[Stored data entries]
——————————
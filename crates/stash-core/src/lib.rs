//! Core contracts for stash: the record envelope, write options, storage
//! errors, clocks and the backend traits both storage tiers are built on.
//! This crate is intentionally small to keep dependency surface minimal.

pub mod clock;
pub mod error;
pub mod record;
pub mod storage;

pub use clock::{Clock, ManualClock, SystemClock};
pub use error::StorageError;
pub use record::{DurableOptions, DurableRecord, StoredRecord, WriteOptions};
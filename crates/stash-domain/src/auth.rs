use anyhow::Result;
use async_trait::async_trait;
use stash_storage::SecureStorage;
use tracing::{debug, instrument};

use crate::{
    catalogue::{FlagFamily, RecordSpec, DAY_MS, HOUR_MS},
    models::RegistrationDraft,
    OwnedRecords,
};

pub const REGISTRATION_DATA: RecordSpec = RecordSpec::durable("registrationData", 7 * DAY_MS);
pub const NEWSLETTER_SUBSCRIPTIONS: RecordSpec =
    RecordSpec::durable("newsletterSubscriptions", 30 * DAY_MS);
pub const EMAIL: RecordSpec = RecordSpec::session("email", HOUR_MS);
pub const FIRST_NAME: RecordSpec = RecordSpec::session("firstName", HOUR_MS);
pub const LAST_NAME: RecordSpec = RecordSpec::session("lastName", HOUR_MS);

pub const PASSWORD_RESET_SENT: FlagFamily = FlagFamily::new("passwordResetSent_", HOUR_MS);
pub const VERIFICATION_EMAIL_SENT: FlagFamily =
    FlagFamily::new("verificationEmailSent_", HOUR_MS);

pub const AUTH_RECORDS: &[RecordSpec] = &[
    REGISTRATION_DATA,
    NEWSLETTER_SUBSCRIPTIONS,
    EMAIL,
    FIRST_NAME,
    LAST_NAME,
];
pub const AUTH_FLAGS: &[FlagFamily] = &[PASSWORD_RESET_SENT, VERIFICATION_EMAIL_SENT];

/// Identity fields, registration drafts and one-shot auth markers.
#[derive(Clone)]
pub struct AuthStorage {
    storage: SecureStorage,
}

impl AuthStorage {
    pub fn new(storage: SecureStorage) -> Self {
        Self { storage }
    }

    pub async fn get_email(&self) -> Result<Option<String>> {
        EMAIL.load(&self.storage).await
    }

    pub async fn save_email(&self, email: &str) -> Result<()> {
        EMAIL.save(&self.storage, email).await
    }

    pub async fn clear_email(&self) -> Result<()> {
        EMAIL.clear(&self.storage).await
    }

    pub async fn get_first_name(&self) -> Result<Option<String>> {
        FIRST_NAME.load(&self.storage).await
    }

    pub async fn save_first_name(&self, name: &str) -> Result<()> {
        FIRST_NAME.save(&self.storage, name).await
    }

    pub async fn clear_first_name(&self) -> Result<()> {
        FIRST_NAME.clear(&self.storage).await
    }

    pub async fn get_last_name(&self) -> Result<Option<String>> {
        LAST_NAME.load(&self.storage).await
    }

    pub async fn save_last_name(&self, name: &str) -> Result<()> {
        LAST_NAME.save(&self.storage, name).await
    }

    pub async fn clear_last_name(&self) -> Result<()> {
        LAST_NAME.clear(&self.storage).await
    }

    pub async fn get_saved_registration_data(&self) -> Result<Option<RegistrationDraft>> {
        REGISTRATION_DATA.load(&self.storage).await
    }

    #[instrument(skip_all)]
    pub async fn save_registration_data(&self, draft: &RegistrationDraft) -> Result<()> {
        REGISTRATION_DATA.save(&self.storage, draft).await
    }

    pub async fn clear_registration_data(&self) -> Result<()> {
        REGISTRATION_DATA.clear(&self.storage).await
    }

    pub async fn get_newsletter_subscriptions(&self) -> Result<Vec<String>> {
        Ok(NEWSLETTER_SUBSCRIPTIONS
            .load(&self.storage)
            .await?
            .unwrap_or_default())
    }

    pub async fn save_newsletter_subscriptions(&self, emails: &[String]) -> Result<()> {
        NEWSLETTER_SUBSCRIPTIONS.save(&self.storage, emails).await
    }

    /// Add an address unless it is already subscribed; returns whether it was added.
    #[instrument(skip_all)]
    pub async fn add_newsletter_email(&self, email: &str) -> Result<bool> {
        let email = email.trim();
        let mut list = self.get_newsletter_subscriptions().await?;
        if list.iter().any(|existing| existing.eq_ignore_ascii_case(email)) {
            debug!("newsletter address already present");
            return Ok(false);
        }
        list.push(email.to_string());
        self.save_newsletter_subscriptions(&list).await?;
        Ok(true)
    }

    pub async fn clear_newsletter_subscriptions(&self) -> Result<()> {
        NEWSLETTER_SUBSCRIPTIONS.clear(&self.storage).await
    }

    pub async fn mark_password_reset_sent(&self, email: &str) -> Result<()> {
        PASSWORD_RESET_SENT.mark(&self.storage, email).await
    }

    pub async fn was_password_reset_sent(&self, email: &str) -> Result<bool> {
        PASSWORD_RESET_SENT.is_marked(&self.storage, email).await
    }

    pub async fn clear_password_reset_sent(&self, email: &str) -> Result<()> {
        PASSWORD_RESET_SENT.clear(&self.storage, email).await
    }

    pub async fn mark_verification_email_sent(&self, email: &str) -> Result<()> {
        VERIFICATION_EMAIL_SENT.mark(&self.storage, email).await
    }

    pub async fn was_verification_email_sent(&self, email: &str) -> Result<bool> {
        VERIFICATION_EMAIL_SENT.is_marked(&self.storage, email).await
    }

    /// Remove every auth-owned record and flag across both tiers.
    #[instrument(skip_all)]
    pub async fn clear_all(&self) -> Result<()> {
        for record in AUTH_RECORDS {
            record.clear(&self.storage).await?;
        }
        for family in AUTH_FLAGS {
            family.clear_all(&self.storage)?;
        }
        Ok(())
    }
}

#[async_trait]
impl OwnedRecords for AuthStorage {
    fn name(&self) -> &'static str {
        "auth"
    }

    async fn clear_all(&self) -> Result<()> {
        AuthStorage::clear_all(self).await
    }
}
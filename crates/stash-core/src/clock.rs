use std::sync::{Arc, Mutex};

use chrono::{DateTime, Duration, Utc};

/// Time source used for record creation and expiry checks.
pub trait Clock: Send + Sync {
    fn now(&self) -> DateTime<Utc>;
}

/// Wall-clock time.
#[derive(Debug, Default, Clone, Copy)]
pub struct SystemClock;

impl Clock for SystemClock {
    fn now(&self) -> DateTime<Utc> {
        Utc::now()
    }
}

/// Manually driven clock for tests; clones share the same instant.
#[derive(Debug, Clone)]
pub struct ManualClock {
    inner: Arc<Mutex<DateTime<Utc>>>,
}

impl ManualClock {
    pub fn new(start: DateTime<Utc>) -> Self {
        Self {
            inner: Arc::new(Mutex::new(start)),
        }
    }

    /// Move the clock forward by `step`.
    pub fn advance(&self, step: Duration) {
        let mut guard = self.inner.lock().unwrap_or_else(|e| e.into_inner());
        *guard += step;
    }

    pub fn advance_ms(&self, ms: i64) {
        self.advance(Duration::milliseconds(ms));
    }
}

impl Default for ManualClock {
    fn default() -> Self {
        Self::new(Utc::now())
    }
}

impl Clock for ManualClock {
    fn now(&self) -> DateTime<Utc> {
        *self.inner.lock().unwrap_or_else(|e| e.into_inner())
    }
}
use std::{
    collections::BTreeMap,
    path::{Path, PathBuf},
    sync::Mutex,
};

use stash_core::{storage::KeyValueBackend, StorageError};

use crate::file_table::{read_file, write_atomic};

/// Flat key-value store persisted as a single JSON object file.
///
/// Stands in for a browser's local storage: the legacy plaintext store that
/// migration reads from. Every write rewrites the file atomically.
pub struct JsonFileKeyValue {
    path: PathBuf,
    write_lock: Mutex<()>,
}

impl JsonFileKeyValue {
    pub fn new(path: impl Into<PathBuf>) -> Self {
        Self {
            path: path.into(),
            write_lock: Mutex::new(()),
        }
    }

    pub fn path(&self) -> &Path {
        &self.path
    }

    fn load(&self) -> Result<BTreeMap<String, String>, StorageError> {
        match read_file(&self.path)? {
            Some(bytes) if !bytes.is_empty() => Ok(serde_json::from_slice(&bytes)?),
            _ => Ok(BTreeMap::new()),
        }
    }

    fn update<F>(&self, apply: F) -> Result<(), StorageError>
    where
        F: FnOnce(&mut BTreeMap<String, String>) -> bool,
    {
        let _guard = self.write_lock.lock().map_err(|err| StorageError::Transaction {
            reason: format!("lock poisoned: {err}"),
        })?;
        let mut map = self.load()?;
        if apply(&mut map) {
            let json = serde_json::to_vec_pretty(&map)?;
            write_atomic(&self.path, &json)?;
        }
        Ok(())
    }
}

impl KeyValueBackend for JsonFileKeyValue {
    fn get_item(&self, key: &str) -> Result<Option<String>, StorageError> {
        Ok(self.load()?.remove(key))
    }

    fn set_item(&self, key: &str, value: &str) -> Result<(), StorageError> {
        self.update(|map| {
            map.insert(key.to_string(), value.to_string());
            true
        })
    }

    fn remove_item(&self, key: &str) -> Result<(), StorageError> {
        self.update(|map| map.remove(key).is_some())
    }

    fn keys(&self) -> Result<Vec<String>, StorageError> {
        Ok(self.load()?.into_keys().collect())
    }
}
——————————
■ ASSIGNMENT ■
Copy every line of the entries above in which "address" occurs.

■ EXERCISE RESPONSE ■
    /// Add an address unless it is already subscribed; returns whether it was added.
            debug!("newsletter address already present");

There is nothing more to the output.